◆ Task statement
An exact transcription of the data below is needed.
* * * *
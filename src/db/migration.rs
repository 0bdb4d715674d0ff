use sqlx::SqlitePool;
use tracing::info;

pub async fn run_migrations(pool: &SqlitePool) -> Result<(), sqlx::Error> {
    info!("Running database migrations...");

    sqlx::query(
        "CREATE TABLE IF NOT EXISTS pending_transactions (
            id INTEGER PRIMARY KEY AUTOINCREMENT,
            store_name TEXT NOT NULL,
            amount REAL NOT NULL,
            currency TEXT NOT NULL,
            date TEXT NOT NULL,
            email_id TEXT NOT NULL,
            created_at INTEGER NOT NULL,
            processed BOOLEAN NOT NULL DEFAULT 0,
            processed_at INTEGER,
            description TEXT,
            description_added_at INTEGER,
            requires_description BOOLEAN NOT NULL DEFAULT 0,
            has_mapping BOOLEAN,
            category TEXT,
            tags TEXT,
            mapping_updated_at INTEGER
        )"
    )
    .execute(pool)
    .await?;

    // One row per store name; upserts conflict on it
    sqlx::query(
        "CREATE TABLE IF NOT EXISTS merchant_mappings (
            id INTEGER PRIMARY KEY AUTOINCREMENT,
            store_name TEXT NOT NULL UNIQUE,
            category TEXT NOT NULL,
            tags TEXT,
            updated_at INTEGER NOT NULL
        )"
    )
    .execute(pool)
    .await?;

    for table in ["category_usage", "tag_usage"] {
        sqlx::query(&format!(
            "CREATE TABLE IF NOT EXISTS {} (
                id INTEGER PRIMARY KEY AUTOINCREMENT,
                name TEXT NOT NULL,
                usage_count INTEGER NOT NULL DEFAULT 0,
                synced_at INTEGER NOT NULL
            )",
            table
        ))
        .execute(pool)
        .await?;
    }

    // Add indexes for common queries
    sqlx::query(
        "CREATE INDEX IF NOT EXISTS idx_pending_created_at
         ON pending_transactions(created_at)"
    )
    .execute(pool)
    .await?;

    sqlx::query(
        "CREATE INDEX IF NOT EXISTS idx_pending_processed
         ON pending_transactions(processed)"
    )
    .execute(pool)
    .await?;

    info!("Database migrations completed successfully");
    Ok(())
}
//! Display buckets for the pending-transactions page

use crate::models::ResolvedTransaction;
use serde::Serialize;

#[derive(Debug, Clone, Copy, PartialEq, Eq)]
pub enum DisplayBucket {
    /// Unprocessed and no mapping for the store.
    ActionRequired,
    /// Unprocessed, mapped, nothing else missing.
    WaitingReady,
    /// Unprocessed, mapped, but the merchant needs a description first.
    WaitingNeedsDescription,
    History,
}

pub fn bucket_of(resolved: &ResolvedTransaction) -> DisplayBucket {
    let tx = &resolved.transaction;
    if tx.processed {
        DisplayBucket::History
    } else if !resolved.has_mapping {
        DisplayBucket::ActionRequired
    } else if tx.requires_description && !tx.has_description() {
        DisplayBucket::WaitingNeedsDescription
    } else {
        DisplayBucket::WaitingReady
    }
}

#[derive(Debug, Default, Serialize)]
pub struct WaitingBuckets {
    pub ready: Vec<ResolvedTransaction>,
    pub needs_description: Vec<ResolvedTransaction>,
}

#[derive(Debug, Default, Serialize)]
pub struct PendingSummary {
    pub action_required: Vec<ResolvedTransaction>,
    pub waiting: WaitingBuckets,
    /// Most recent first, cut to the history limit.
    pub history: Vec<ResolvedTransaction>,
    pub history_total: usize,
}

pub fn classify(resolved: Vec<ResolvedTransaction>, history_limit: usize) -> PendingSummary {
    let mut summary = PendingSummary::default();

    for transaction in resolved {
        match bucket_of(&transaction) {
            DisplayBucket::ActionRequired => summary.action_required.push(transaction),
            DisplayBucket::WaitingReady => summary.waiting.ready.push(transaction),
            DisplayBucket::WaitingNeedsDescription => {
                summary.waiting.needs_description.push(transaction)
            }
            DisplayBucket::History => summary.history.push(transaction),
        }
    }

    summary
        .history
        .sort_by(|a, b| b.transaction.created_at.cmp(&a.transaction.created_at));
    summary.history_total = summary.history.len();
    summary.history.truncate(history_limit);

    summary
}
* * * *
◆ Solution for this task
filename src/db/migration.rs
repository 0bdb4d715674d0ff
use sqlx::SqlitePool;
use tracing::info;

pub async fn run_migrations(pool: &SqlitePool) -> Result<(), sqlx::Error> {
    info!("Running database migrations...");

    sqlx::query(
        "CREATE TABLE IF NOT EXISTS pending_transactions (
            id INTEGER PRIMARY KEY AUTOINCREMENT,
            store_name TEXT NOT NULL,
            amount REAL NOT NULL,
            currency TEXT NOT NULL,
            date TEXT NOT NULL,
            email_id TEXT NOT NULL,
            created_at INTEGER NOT NULL,
            processed BOOLEAN NOT NULL DEFAULT 0,
            processed_at INTEGER,
            description TEXT,
            description_added_at INTEGER,
            requires_description BOOLEAN NOT NULL DEFAULT 0,
            has_mapping BOOLEAN,
            category TEXT,
            tags TEXT,
            mapping_updated_at INTEGER
        )"
    )
    .execute(pool)
    .await?;

    // One row per store name; upserts conflict on it
    sqlx::query(
        "CREATE TABLE IF NOT EXISTS merchant_mappings (
            id INTEGER PRIMARY KEY AUTOINCREMENT,
            store_name TEXT NOT NULL UNIQUE,
            category TEXT NOT NULL,
            tags TEXT,
            updated_at INTEGER NOT NULL
        )"
    )
    .execute(pool)
    .await?;

    for table in ["category_usage", "tag_usage"] {
        sqlx::query(&format!(
            "CREATE TABLE IF NOT EXISTS {} (
                id INTEGER PRIMARY KEY AUTOINCREMENT,
                name TEXT NOT NULL,
                usage_count INTEGER NOT NULL DEFAULT 0,
                synced_at INTEGER NOT NULL
            )",
            table
        ))
        .execute(pool)
        .await?;
    }

    // Add indexes for common queries
    sqlx::query(
        "CREATE INDEX IF NOT EXISTS idx_pending_created_at
         ON pending_transactions(created_at)"
    )
    .execute(pool)
    .await?;

    sqlx::query(
        "CREATE INDEX IF NOT EXISTS idx_pending_processed
         ON pending_transactions(processed)"
    )
    .execute(pool)
    .await?;

    info!("Database migrations completed successfully");
    Ok(())
}
//! Display buckets for the pending-transactions page

use crate::models::ResolvedTransaction;
use serde::Serialize;

#[derive(Debug, Clone, Copy, PartialEq, Eq)]
pub enum DisplayBucket {
    /// Unprocessed and no mapping for the store.
    ActionRequired,
    /// Unprocessed, mapped, nothing else missing.
    WaitingReady,
    /// Unprocessed, mapped, but the merchant needs a description first.
    WaitingNeedsDescription,
    History,
}

pub fn bucket_of(resolved: &ResolvedTransaction) -> DisplayBucket {
    let tx = &resolved.transaction;
    if tx.processed {
        DisplayBucket::History
    } else if !resolved.has_mapping {
        DisplayBucket::ActionRequired
    } else if tx.requires_description && !tx.has_description() {
        DisplayBucket::WaitingNeedsDescription
    } else {
        DisplayBucket::WaitingReady
    }
}

#[derive(Debug, Default, Serialize)]
pub struct WaitingBuckets {
    pub ready: Vec<ResolvedTransaction>,
    pub needs_description: Vec<ResolvedTransaction>,
}

#[derive(Debug, Default, Serialize)]
pub struct PendingSummary {
    pub action_required: Vec<ResolvedTransaction>,
    pub waiting: WaitingBuckets,
    /// Most recent first, cut to the history limit.
    pub history: Vec<ResolvedTransaction>,
    pub history_total: usize,
}

pub fn classify(resolved: Vec<ResolvedTransaction>, history_limit: usize) -> PendingSummary {
    let mut summary = PendingSummary::default();

    for transaction in resolved {
        match bucket_of(&transaction) {
            DisplayBucket::ActionRequired => summary.action_required.push(transaction),
            DisplayBucket::WaitingReady => summary.waiting.ready.push(transaction),
            DisplayBucket::WaitingNeedsDescription => {
                summary.waiting.needs_description.push(transaction)
            }
            DisplayBucket::History => summary.history.push(transaction),
        }
    }

    summary
        .history
        .sort_by(|a, b| b.transaction.created_at.cmp(&a.transaction.created_at));
    summary.history_total = summary.history.len();
    summary.history.truncate(history_limit);

    summary
}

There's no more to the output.